Contribution of platelet-derived CD40 ligand to inflammation, thrombosis and neoangiogenesis

CD40-CD40L interactions have been involved in inflammation and thrombosis. Several diseases are characterized by inflammation, hypercoagulability and increased prevalence of thromboembolic events. In the past decade, a series of preclinical and clinical studies has provided more insight into the pathogenetic mechanisms linking inflammatory mediators to the activation and regulation of the haemostatic system. In particular, the study of CD40-CD40L interactions has greatly contributed to understanding the role of platelets in a variety of pathophysiological conditions, including atherothrombosis, immuno-inflammatory diseases and, possibly, cancer. A wide variety of preclinical and clinical studies have generated clinical interest in the use of CD40L as a prognostic marker of thrombotic risk. However, the use of sCD40L in clinical studies requires reliable methods. For the correct interpretation of results, clinical and research laboratories and physicians must be aware of the limitations of immunoassays for this cytokine, which underlines the need for standardization of preanalytic conditions.

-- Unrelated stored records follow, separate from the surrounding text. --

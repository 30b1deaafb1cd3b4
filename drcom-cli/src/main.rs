use std::path::Path;

use anyhow::{Context, Result};
use drcom_capture::{analyse_file, list_interfaces, InterfaceNetworkInfo};
use drcom_cli::config::analysis_toml;
use drcom_cli::{logging, Cli, Commands, Config, PidFile};
use drcom_client::{Cancellation, Driver, Transport, UdpTransport};
use tracing::{info, warn};

#[tokio::main]
async fn main() -> Result<()> {
    let cli = Cli::parse_args();

    match cli.command() {
        Commands::GenerateConfig => {
            print!("{}", Config::template()?);
            Ok(())
        }
        Commands::Analyse { capture } => analyse(&cli, &capture),
        Commands::Interfaces => interfaces(),
        Commands::Start => start(&cli).await,
    }
}

fn analyse(cli: &Cli, capture: &Path) -> Result<()> {
    logging::init(cli.verbose, "warn", cli.log_file.as_deref())?;
    let analysis = analyse_file(capture)
        .with_context(|| format!("failed to analyse {}", capture.display()))?;
    print!("{}", analysis_toml(&analysis)?);
    Ok(())
}

fn interfaces() -> Result<()> {
    for iface in list_interfaces()? {
        let mac = iface
            .mac
            .map(|mac| mac.to_string())
            .unwrap_or_else(|| "-".to_string());
        let ipv4 = iface
            .primary_ipv4()
            .map(|ip| ip.to_string())
            .unwrap_or_else(|| "-".to_string());
        let flags = match (iface.is_up, iface.is_loopback) {
            (_, true) => "loopback",
            (true, false) => "up",
            (false, false) => "down",
        };
        println!("{:<16} {:<18} {:<16} {}", iface.name, mac, ipv4, flags);
    }
    Ok(())
}

/// Cancel on Ctrl-C, and on SIGTERM where available
fn spawn_signal_handler(cancel: Cancellation) {
    tokio::spawn(async move {
        #[cfg(unix)]
        {
            use tokio::signal::unix::{signal, SignalKind};
            match signal(SignalKind::terminate()) {
                Ok(mut term) => {
                    tokio::select! {
                        _ = tokio::signal::ctrl_c() => info!("Ctrl+C received"),
                        _ = term.recv() => info!("SIGTERM received"),
                    }
                }
                Err(e) => {
                    warn!(error = %e, "Cannot listen for SIGTERM");
                    let _ = tokio::signal::ctrl_c().await;
                    info!("Ctrl+C received");
                }
            }
        }
        #[cfg(not(unix))]
        {
            let _ = tokio::signal::ctrl_c().await;
            info!("Ctrl+C received");
        }
        cancel.cancel();
    });
}

async fn start(cli: &Cli) -> Result<()> {
    let (path, config) = Config::discover(cli.config.as_deref())?;

    let log_file = cli
        .log_file
        .as_deref()
        .or(config.application.log_file.as_deref());
    logging::init(cli.verbose, &config.application.log_level, log_file)
        .context("failed to open log file")?;
    info!(config = %path.display(), "Loaded configuration");

    let net = InterfaceNetworkInfo::new(config.drcom.interface.clone());
    let session = config.session(&net)?;
    let tunables = config.tunables()?;

    let transport = UdpTransport::bind(
        config.bind_ip()?,
        tunables.port_range.clone(),
        session.server_addr,
        tunables.recv_timeout,
    )
    .await?;

    info!(
        server = %session.server_addr,
        username = %session.username,
        password = %session.masked_password(),
        mac = %session.mac,
        host_ip = %session.host_ip,
        local = %transport.local_addr()?,
        "Drcom client starting"
    );

    let _pid_file = match &config.application.pid_file {
        Some(pid_path) => Some(
            PidFile::create(pid_path)
                .with_context(|| format!("failed to write {}", pid_path.display()))?,
        ),
        None => None,
    };

    let cancel = Cancellation::new();
    spawn_signal_handler(cancel.clone());

    let mut driver = Driver::new(session, transport, tunables, cancel);
    let summary = driver.run().await?;

    info!(
        sessions = summary.sessions,
        logout_acknowledged = summary.logout_acknowledged,
        "Drcom client stopped"
    );
    Ok(())
}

This review will focus on biochemical evidence of CD40L involvement in platelet activation, contribution of platelet-derived CD40L to inflammation, thrombosis and neoangiogenesis, and possible methodological pitfalls regarding the appropriate specimen and preparation for laboratory evaluation of blood soluble CD40L as a biomarker in various human diseases characterized by underlying inflammation, such as atherothrombosis, cancer and immuno-inflammatory diseases.